I think we’ve also seen people taking advantage of time being closed to freshen up the taprooms, move stuff around, think about their layout, think about their processes and ways to be more efficient. 

INFANTE: I don’t think anyone has any idea of when things are going to open back up. They should be preparing for the status quo to continue for a while, and to tread water for a while. But then when things do reopen, they need to prepare for things not to go back to normal right away. I think there’s going to be a lag for in-person sales. You’ll probably see a rush of people who still want to come in, but it’s going to be certain people that will do that. I think your vulnerable population is still probably going to stay away. Your young families are probably still going to stay away, or at least limit it. 

It’s probably going to be a curve and it’s just going to ramp up and maybe it’s back to normal six months from now, 12 months from now, 18 months from now — who knows.

What could this current situation mean for the craft beverage industry going forward? 

BEHRINGER: From a business perspective, fortunately or unfortunately, it’s probably a crash course on seeing who the true leaders are and who’s been able to pivot, take a hard look at their business, make tough decisions, and continue to look out for their employees. 

I think there’s going to be a lot of people that gain a lot of goodwill with their local communities, their employees, as well as their customers by making the correct decisions on contactless delivery and pickup and still trying to do everything they can for their existing employee base, keeping everybody on as much as possible. Hopefully, there’ll be more of those feel-good stories versus the headline of ‘another craft brewery in so-and-so area closes its doors for good.’

FINNIE: I don’t think that this is going to change consumers’ preferences for craft beer and spirits and quality. Where you could see some impacts is if this does turn more into a recession and people decide to spend less on their beer and spirits. That could have a negative impact on craft. … 
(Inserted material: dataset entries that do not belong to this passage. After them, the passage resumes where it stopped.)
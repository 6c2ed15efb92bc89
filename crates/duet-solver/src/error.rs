//! Model error types.

use duet_expr::{ConstraintId, LinearExprError, ModelTag, VarId};

/// Errors that can occur while building or querying a model.
#[derive(Debug, Clone, PartialEq)]
pub enum ModelError {
    /// Handle was issued by a different model
    ForeignHandle { expected: ModelTag, found: ModelTag },
    /// Invalid variable ID
    InvalidVariableId(VarId),
    /// Invalid constraint ID
    InvalidConstraintId(ConstraintId),
    /// Invalid integer domain
    InvalidDomain { lower: i64, upper: i64 },
    /// Invalid variable bounds
    InvalidVariableBounds { lower: f64, upper: f64 },
    /// Invalid constraint bounds
    InvalidConstraintBounds { lower: f64, upper: f64 },
    /// Non-finite coefficient
    InvalidCoefficient { coefficient: f64 },
    /// Parallel handle and coefficient sequences differ in length
    MismatchedLengths { variables: usize, coefficients: usize },
    /// All-different over no variables
    EmptyAllDifferent,
    /// Result queried before any solve
    SolveRequired { operation: &'static str },
}

impl ModelError {
    /// Returns a semantic error code for programmatic handling.
    pub fn code(&self) -> &'static str {
        match self {
            ModelError::ForeignHandle { .. } => "HANDLE_FOREIGN_MODEL",
            ModelError::InvalidVariableId(_) => "VARIABLE_INVALID_ID",
            ModelError::InvalidConstraintId(_) => "CONSTRAINT_INVALID_ID",
            ModelError::InvalidDomain { .. } => "VARIABLE_INVALID_DOMAIN",
            ModelError::InvalidVariableBounds { .. } => "VARIABLE_INVALID_BOUNDS",
            ModelError::InvalidConstraintBounds { .. } => "CONSTRAINT_INVALID_BOUNDS",
            ModelError::InvalidCoefficient { .. } => "COEFFICIENT_INVALID",
            ModelError::MismatchedLengths { .. } => "EXPR_MISMATCHED_LENGTHS",
            ModelError::EmptyAllDifferent => "ALL_DIFFERENT_EMPTY",
            ModelError::SolveRequired { .. } => "SOLVE_REQUIRED",
        }
    }
}

impl std::fmt::Display for ModelError {
    fn fmt(&self, f: &mut std::fmt::Formatter<'_>) -> std::fmt::Result {
        match self {
            ModelError::ForeignHandle { expected, found } => write!(
                f,
                "[{}] Handle belongs to model {} but was used with model {}",
                self.code(),
                found,
                expected
            ),
            ModelError::InvalidVariableId(id) => write!(
                f,
                "[{}] Variable ID {} does not exist",
                self.code(),
                id.inner()
            ),
            ModelError::InvalidConstraintId(id) => write!(
                f,
                "[{}] Constraint ID {} does not exist",
                self.code(),
                id.inner()
            ),
            ModelError::InvalidDomain { lower, upper } => write!(
                f,
                "[{}] Variable domain invalid: lower ({}) > upper ({})",
                self.code(),
                lower,
                upper
            ),
            ModelError::InvalidVariableBounds { lower, upper } => write!(
                f,
                "[{}] Variable bounds invalid: lower ({}) > upper ({})",
                self.code(),
                lower,
                upper
            ),
            ModelError::InvalidConstraintBounds { lower, upper } => write!(
                f,
                "[{}] Constraint bounds invalid: lower ({}) > upper ({})",
                self.code(),
                lower,
                upper
            ),
            ModelError::InvalidCoefficient { coefficient } => write!(
                f,
                "[{}] Coefficient must be finite (got {})",
                self.code(),
                coefficient
            ),
            ModelError::MismatchedLengths {
                variables,
                coefficients,
            } => write!(
                f,
                "[{}] variables ({}) and coefficients ({}) must have the same length",
                self.code(),
                variables,
                coefficients
            ),
            ModelError::EmptyAllDifferent => write!(
                f,
                "[{}] All-different requires at least one variable",
                self.code()
            ),
            ModelError::SolveRequired { operation } => write!(
                f,
                "[{}] solve must be called before {}",
                self.code(),
                operation
            ),
        }
    }
}

impl std::error::Error for ModelError {}

impl From<LinearExprError> for ModelError {
    fn from(err: LinearExprError) -> Self {
        match err {
            LinearExprError::MismatchedLengths {
                variables,
                coefficients,
            } => ModelError::MismatchedLengths {
                variables,
                coefficients,
            },
        }
    }
}
//! Expression construction errors.

#[derive(Debug, Clone, PartialEq, Eq)]
pub enum LinearExprError {
    MismatchedLengths { variables: usize, coefficients: usize },
}

impl LinearExprError {
    /// Returns a semantic error code for programmatic handling.
    pub fn code(&self) -> &'static str {
        match self {
            LinearExprError::MismatchedLengths { .. } => "EXPR_MISMATCHED_LENGTHS",
        }
    }
}

impl std::fmt::Display for LinearExprError {
    fn fmt(&self, f: &mut std::fmt::Formatter<'_>) -> std::fmt::Result {
        match self {
            LinearExprError::MismatchedLengths {
                variables,
                coefficients,
            } => write!(
                f,
                "[{}] variables ({}) and coefficients ({}) must have the same length",
                self.code(),
                variables,
                coefficients
            ),
        }
    }
}

impl std::error::Error for LinearExprError {}

#[cfg(test)]
mod tests {
    use super::LinearExprError;

    #[test]
    fn error_code_is_stable() {
        let err = LinearExprError::MismatchedLengths {
            variables: 2,
            coefficients: 1,
        };
        assert_eq!(err.code(), "EXPR_MISMATCHED_LENGTHS");
    }

    #[test]
    fn display_prefixes_error_code() {
        let rendered = LinearExprError::MismatchedLengths {
            variables: 3,
            coefficients: 2,
        }
        .to_string();
        assert!(rendered.starts_with("[EXPR_MISMATCHED_LENGTHS]"));
        assert!(rendered.contains("(3)"));
    }
}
We’re still evaluating (what the situation means) as it relates to all valuations. As we evaluate things from a high level, recognizing the drop in the public markets, there’s likely some negative impact on private companies. But I think doing projections right now is difficult for a lot of businesses. We’re not sure what the level of decline in valuations will be. We know that it’s something. But with the amount of risk and uncertainty, there’s a lot of hesitation. 

INFANTE: So far, I haven’t had a single client tell me they are going to shut their doors permanently. That hasn’t come out yet, and that’s why I’m still a little bullish on this. … Since (the stay-at-home order), I’ve had at least five new inquiries for opening breweries and wineries. People still want to open them. The people who want to open them are seeing this as sort of a silver lining for them. They’re saying, ‘I’m laid off right now, so I have time to focus on my dream of owning my own brewery.’ They’re taking the time of putting together their business model, line up investors and find space. 

If anything, it’s probably going to be better for those people. There’ll be some cheap equipment, some cheap space, borrowing might be cheap, although you might have a hard time getting lenders. But they have time.